In our most recent podcast, we walk you through six things to consider for your estate plan.
If you’re thinking, “I don’t need an estate plan,” you do. In fact, creating an estate plan is something that we recommend for all of our clients because they’ve worked hard during their lives and should have a say as to what happens to their estate when they pass on.
The six things that we recommend you consider for your estate plan are:
6 Considerations for Your Estate Plan
1. Will
Everyone needs a will, but why? A personal story I remember from school is that the #1 thing to do is to have a will. They drilled it into our heads that everyone needs a will. Why?
- Wills dictate who gets what in an estate.
- Wills dictate how assets get into someone else’s name.
In a will, you outline how your heirs will receive your assets and who gets what. If you don’t have a will, the courts will decide who gets what assets and how they receive them. Without a will, your assets may go to someone you don’t want.
Additionally, in 30 minutes or so, we can have most questions answered that populate your will and make your death much easier on your estate. Without a will, you’ll leave a mess for your estate and family that you leave behind.
2. Healthcare Power of Attorney
A power of attorney (POA) is someone who has the power over decisions. A healthcare POA can make decisions on your behalf while you’re alive. The individual steps in to make decisions for you if you’re unable to make them yourself.
For example, if you’re in a coma, this person could dictate your healthcare.
When you create a healthcare power of attorney, you can outline:
- What care you would like
- What care you reject
- How someone can make decisions on your behalf
No one wants to be left with a decision that can impact their loved one’s life. When creating this document, you outline the care you would like and not like. Perhaps you don’t want to be on life support.
If you put in this document that you don’t want to be on life support, you’re saving someone else a lot of heartache because you’ve made the decision yourself.
It’s crucial to remember that a healthcare POA only allows the person to decide if you cannot make the choice for yourself. A stroke or brain damage are just two times when the person given power of attorney can step in and make decisions for you.

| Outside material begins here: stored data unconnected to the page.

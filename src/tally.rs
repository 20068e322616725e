//! Run-wide aggregation of session results.
//!
//! Sessions never touch shared counters. They send [`TallyEvent`]s through a
//! [`TallyHandle`]; one aggregator task owns the [`RunTally`] and applies each
//! event in arrival order.

use std::collections::BTreeMap;
use std::collections::btree_map::Entry;

use serde::Serialize;
use tokio::sync::mpsc;
use tokio::task::JoinHandle;

use crate::account::Tier;
use crate::classifier::CooldownEntry;

/// Final outcome of one account session. Written exactly once.
#[derive(Debug, Clone, PartialEq, Eq, Serialize)]
pub struct AccountResult {
    pub account: String,
    pub tier: Tier,
    pub succeeded: bool,
    pub collected_amount: u64,
    pub commission: u64,
    pub error_message: Option<String>,
}

impl AccountResult {
    pub fn failed(account: impl Into<String>, tier: Tier, message: impl Into<String>) -> Self {
        Self {
            account: account.into(),
            tier,
            succeeded: false,
            collected_amount: 0,
            commission: 0,
            error_message: Some(message.into()),
        }
    }
}

/// Cooldowns reported by one account's collect attempt.
#[derive(Debug, Clone, PartialEq, Eq, Serialize)]
pub struct CooldownReport {
    pub account: String,
    pub cooldowns: Vec<CooldownEntry>,
}

impl CooldownReport {
    /// Rendered cooldown lines, in reply order.
    pub fn lines(&self) -> Vec<String> {
        self.cooldowns.iter().map(ToString::to_string).collect()
    }
}

/// A failed step that did not necessarily end the session.
#[derive(Debug, Clone, PartialEq, Eq, Serialize)]
pub struct FailureReport {
    pub account: String,
    pub reason: String,
}

#[derive(Debug, Clone, Copy, Default, PartialEq, Eq, Serialize)]
pub struct TierTotals {
    pub accounts: usize,
    pub succeeded: usize,
    pub collected: u64,
    pub commission: u64,
}

/// Everything a run produced.
#[derive(Debug, Clone, Default, PartialEq, Eq, Serialize)]
pub struct RunTally {
    results: BTreeMap<String, AccountResult>,
    cooldowns: BTreeMap<String, CooldownReport>,
    failures: BTreeMap<String, Vec<FailureReport>>,
}

impl RunTally {
    pub fn results(&self) -> impl Iterator<Item = &AccountResult> {
        self.results.values()
    }

    pub fn result(&self, account: &str) -> Option<&AccountResult> {
        self.results.get(account)
    }

    pub fn cooldowns(&self) -> impl Iterator<Item = &CooldownReport> {
        self.cooldowns.values()
    }

    /// Every failure note, grouped by account in the order it was reported.
    pub fn failures(&self) -> impl Iterator<Item = &FailureReport> {
        self.failures.values().flatten()
    }

    pub fn total(&self) -> usize {
        self.results.len()
    }

    pub fn succeeded(&self) -> usize {
        self.results.values().filter(|r| r.succeeded).count()
    }

    pub fn failed(&self) -> usize {
        self.total() - self.succeeded()
    }

    pub fn collected(&self) -> u64 {
        self.results.values().map(|r| r.collected_amount).sum()
    }

    pub fn commission(&self) -> u64 {
        self.results.values().map(|r| r.commission).sum()
    }

    /// Totals per tier, derived from the finished results.
    pub fn tier_totals(&self) -> BTreeMap<Tier, TierTotals> {
        let mut totals: BTreeMap<Tier, TierTotals> = BTreeMap::new();
        for result in self.results.values() {
            let entry = totals.entry(result.tier).or_default();
            entry.accounts += 1;
            entry.succeeded += usize::from(result.succeeded);
            entry.collected += result.collected_amount;
            entry.commission += result.commission;
        }
        totals
    }

    /// Error messages of failed sessions, by account.
    pub fn errors(&self) -> impl Iterator<Item = (&str, &str)> {
        self.results.values().filter_map(|r| {
            r.error_message
                .as_deref()
                .map(|message| (r.account.as_str(), message))
        })
    }

    /// Apply one event. Each account contributes at most one result and one
    /// cooldown report, later duplicates are dropped. Failure notes
    /// accumulate.
    pub fn apply(&mut self, event: TallyEvent) {
        match event {
            TallyEvent::Cooldown(report) => {
                insert_once(&mut self.cooldowns, report.account.clone(), report, "cooldown")
            }
            TallyEvent::Failure(report) => self
                .failures
                .entry(report.account.clone())
                .or_default()
                .push(report),
            TallyEvent::Finished(result) => {
                insert_once(&mut self.results, result.account.clone(), result, "result")
            }
        }
    }
}

fn insert_once<T>(map: &mut BTreeMap<String, T>, account: String, value: T, category: &str) {
    match map.entry(account) {
        Entry::Vacant(slot) => {
            slot.insert(value);
        }
        Entry::Occupied(slot) => {
            tracing::warn!(account = %slot.key(), category, "duplicate tally entry dropped");
        }
    }
}

#[derive(Debug, Clone)]
pub enum TallyEvent {
    Cooldown(CooldownReport),
    Failure(FailureReport),
    Finished(AccountResult),
}

/// Sending side of the aggregator, cloned into every session.
#[derive(Debug, Clone)]
pub struct TallyHandle {
    tx: mpsc::UnboundedSender<TallyEvent>,
}

impl TallyHandle {
    fn send(&self, event: TallyEvent) {
        if self.tx.send(event).is_err() {
            tracing::debug!("tally aggregator already stopped");
        }
    }

    pub fn cooldown(&self, report: CooldownReport) {
        self.send(TallyEvent::Cooldown(report));
    }

    pub fn failure(&self, account: impl Into<String>, reason: impl Into<String>) {
        self.send(TallyEvent::Failure(FailureReport {
            account: account.into(),
            reason: reason.into(),
        }));
    }

    pub fn finished(&self, result: AccountResult) {
        self.send(TallyEvent::Finished(result));
    }
}

/// Spawn the aggregator. The task ends, yielding the tally, once every
/// handle has been dropped.
pub fn spawn_aggregator() -> (TallyHandle, JoinHandle<RunTally>) {
    let (tx, mut rx) = mpsc::unbounded_channel();
    let task = tokio::spawn(async move {
        let mut tally = RunTally::default();
        while let Some(event) = rx.recv().await {
            tally.apply(event);
        }
        tally
    });
    (TallyHandle { tx }, task)
}

#[cfg(test)]
mod tests {
    use pretty_assertions::assert_eq;

    use super::*;
    use crate::classifier::ReadyAt;

    fn result(account: &str, tier: Tier, collected: u64, commission: u64) -> AccountResult {
        AccountResult {
            account: account.to_string(),
            tier,
            succeeded: true,
            collected_amount: collected,
            commission,
            error_message: None,
        }
    }

    #[tokio::test]
    async fn aggregates_events_from_many_handles() {
        let (handle, task) = spawn_aggregator();
        let workers: Vec<_> = (0..8)
            .map(|i| {
                let handle = handle.clone();
                tokio::spawn(async move {
                    handle.finished(result(&format!("tier_a#{i}"), Tier::TierA, 1_000, 250));
                })
            })
            .collect();
        for worker in workers {
            worker.await.unwrap();
        }
        drop(handle);

        let tally = task.await.unwrap();
        assert_eq!(tally.total(), 8);
        assert_eq!(tally.collected(), 8_000);
        let totals = tally.tier_totals();
        assert_eq!(
            totals[&Tier::TierA],
            TierTotals {
                accounts: 8,
                succeeded: 8,
                collected: 8_000,
                commission: 2_000,
            }
        );
    }

    #[test]
    fn results_are_kept_once_and_failure_notes_accumulate() {
        let mut tally = RunTally::default();
        tally.apply(TallyEvent::Finished(result("a", Tier::Master, 10, 0)));
        tally.apply(TallyEvent::Finished(result("a", Tier::Master, 99, 0)));
        tally.apply(TallyEvent::Failure(FailureReport {
            account: "a".to_string(),
            reason: "first".to_string(),
        }));
        tally.apply(TallyEvent::Failure(FailureReport {
            account: "a".to_string(),
            reason: "second".to_string(),
        }));

        assert_eq!(tally.total(), 1);
        assert_eq!(tally.result("a").unwrap().collected_amount, 10);
        let reasons: Vec<&str> = tally.failures().map(|f| f.reason.as_str()).collect();
        assert_eq!(reasons, vec!["first", "second"]);
    }

    #[test]
    fn tier_totals_match_results() {
        let mut tally = RunTally::default();
        tally.apply(TallyEvent::Finished(result("m", Tier::Master, 0, 0)));
        tally.apply(TallyEvent::Finished(result("a", Tier::TierA, 12_000, 3_000)));
        tally.apply(TallyEvent::Finished(AccountResult::failed(
            "b",
            Tier::TierB,
            "deposit command failed",
        )));

        assert_eq!(tally.succeeded(), 2);
        assert_eq!(tally.failed(), 1);
        let totals = tally.tier_totals();
        for (tier, totals) in &totals {
            let expected: u64 = tally
                .results()
                .filter(|r| r.tier == *tier)
                .map(|r| r.collected_amount)
                .sum();
            assert_eq!(totals.collected, expected);
        }
        assert_eq!(
            tally.errors().collect::<Vec<_>>(),
            vec![("b", "deposit command failed")]
        );
    }

    #[test]
    fn cooldown_lines_render_in_order() {
        let report = CooldownReport {
            account: "m".to_string(),
            cooldowns: vec![
                CooldownEntry {
                    label: "general".to_string(),
                    amount: None,
                    ready_at: ReadyAt::After("3 hours".to_string()),
                },
                CooldownEntry {
                    label: "<@&42>".to_string(),
                    amount: Some(12_000),
                    ready_at: ReadyAt::After("5 hours".to_string()),
                },
            ],
        };
        assert_eq!(
            report.lines(),
            vec![
                "General Cooldown: 3 hours".to_string(),
                "<@&42> - 12,000 available in 5 hours".to_string(),
            ]
        );
    }
}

Everyone, even if you’re just turning 18, should have a healthcare POA because you just never know what the future holds.
3. Durable Power of Attorney
A durable power of attorney involves decisions outside of healthcare, such as:
- Accessing retirement accounts
- Writing checks for you
- Controlling your finances and assets
The individual is acting in your interest, and you can outline how this individual may act. Perhaps you don’t want them to have the power to take money out of a retirement account.
If you have an IRA, you need to have a durable power of attorney in place. Why? An IRA is an individually held account. Your spouse has no right to access these accounts, even if you have a stroke and cannot access them yourself.
Instead, many IRAs will require you to have a durable power of attorney with them so that they can allow your spouse to access these funds.
4. HIPAA Form
HIPPA forms are for medical purposes, and they augment the healthcare power of attorney. The form allows access to your medical records. If you have a spouse or a child who needs access to your medical information, a HIPPA form is crucial.
Once your child turns 18, the hospital will not share your child’s medical information with you.
Filling out a HIPAA form allows someone access to your medical records so that they can know the status of your condition and how to make the best decisions on your behalf.
5. IRA/401(k) Beneficiaries
Your IRA and 401(k) have beneficiary forms that you ought to review annually. These beneficiaries are who will receive your assets upon your demise. Often, a person assumes that their will dictates who receives the assets.
However, there are more costs involved with a will than if you just added a beneficiary to your accounts.
Also, you can add:
- Primary beneficiaries
- Primary contingent beneficiaries
- Secondary contingent beneficiaries
In this case, the funds go to the primary beneficiaries if they’re alive, then the contingent beneficiaries and then the secondary contingent beneficiaries if the other beneficiaries are no longer alive.
You can also add a charity or other entity as a beneficiary.
We recommend filling out a person’s full information, Social Security number and so forth. You can also leave money to a person, and if they’re no longer living, it will go to their heirs instead. Adding beneficiaries makes transferring these accounts much easier when you pass on.
6. Transfer on Death Brokerage and Bank Accounts
First, there are two types of accounts. Joint accounts are the easiest because if you have a joint account with someone and you die, the account becomes 100% their account. However, what happens if:
- Both of you die at the same time?
- You don’t have a person to have a joint account with?
A transfer on death or beneficiary is the easiest way to transfer these assets from your account to your heirs. Otherwise, the assets will be divided by the courts, which can take time and money in many cases.
Filling out a transfer on death makes it super simple for the person inheriting the account because they only need to fill out a form and supply your death certificate to receive the funds.
Yes, you can create your estate plan and add in a trust, but a trust is not an essential item of every estate plan. However, these six items above are the six that we believe are essential to an estate plan and must be included in every plan.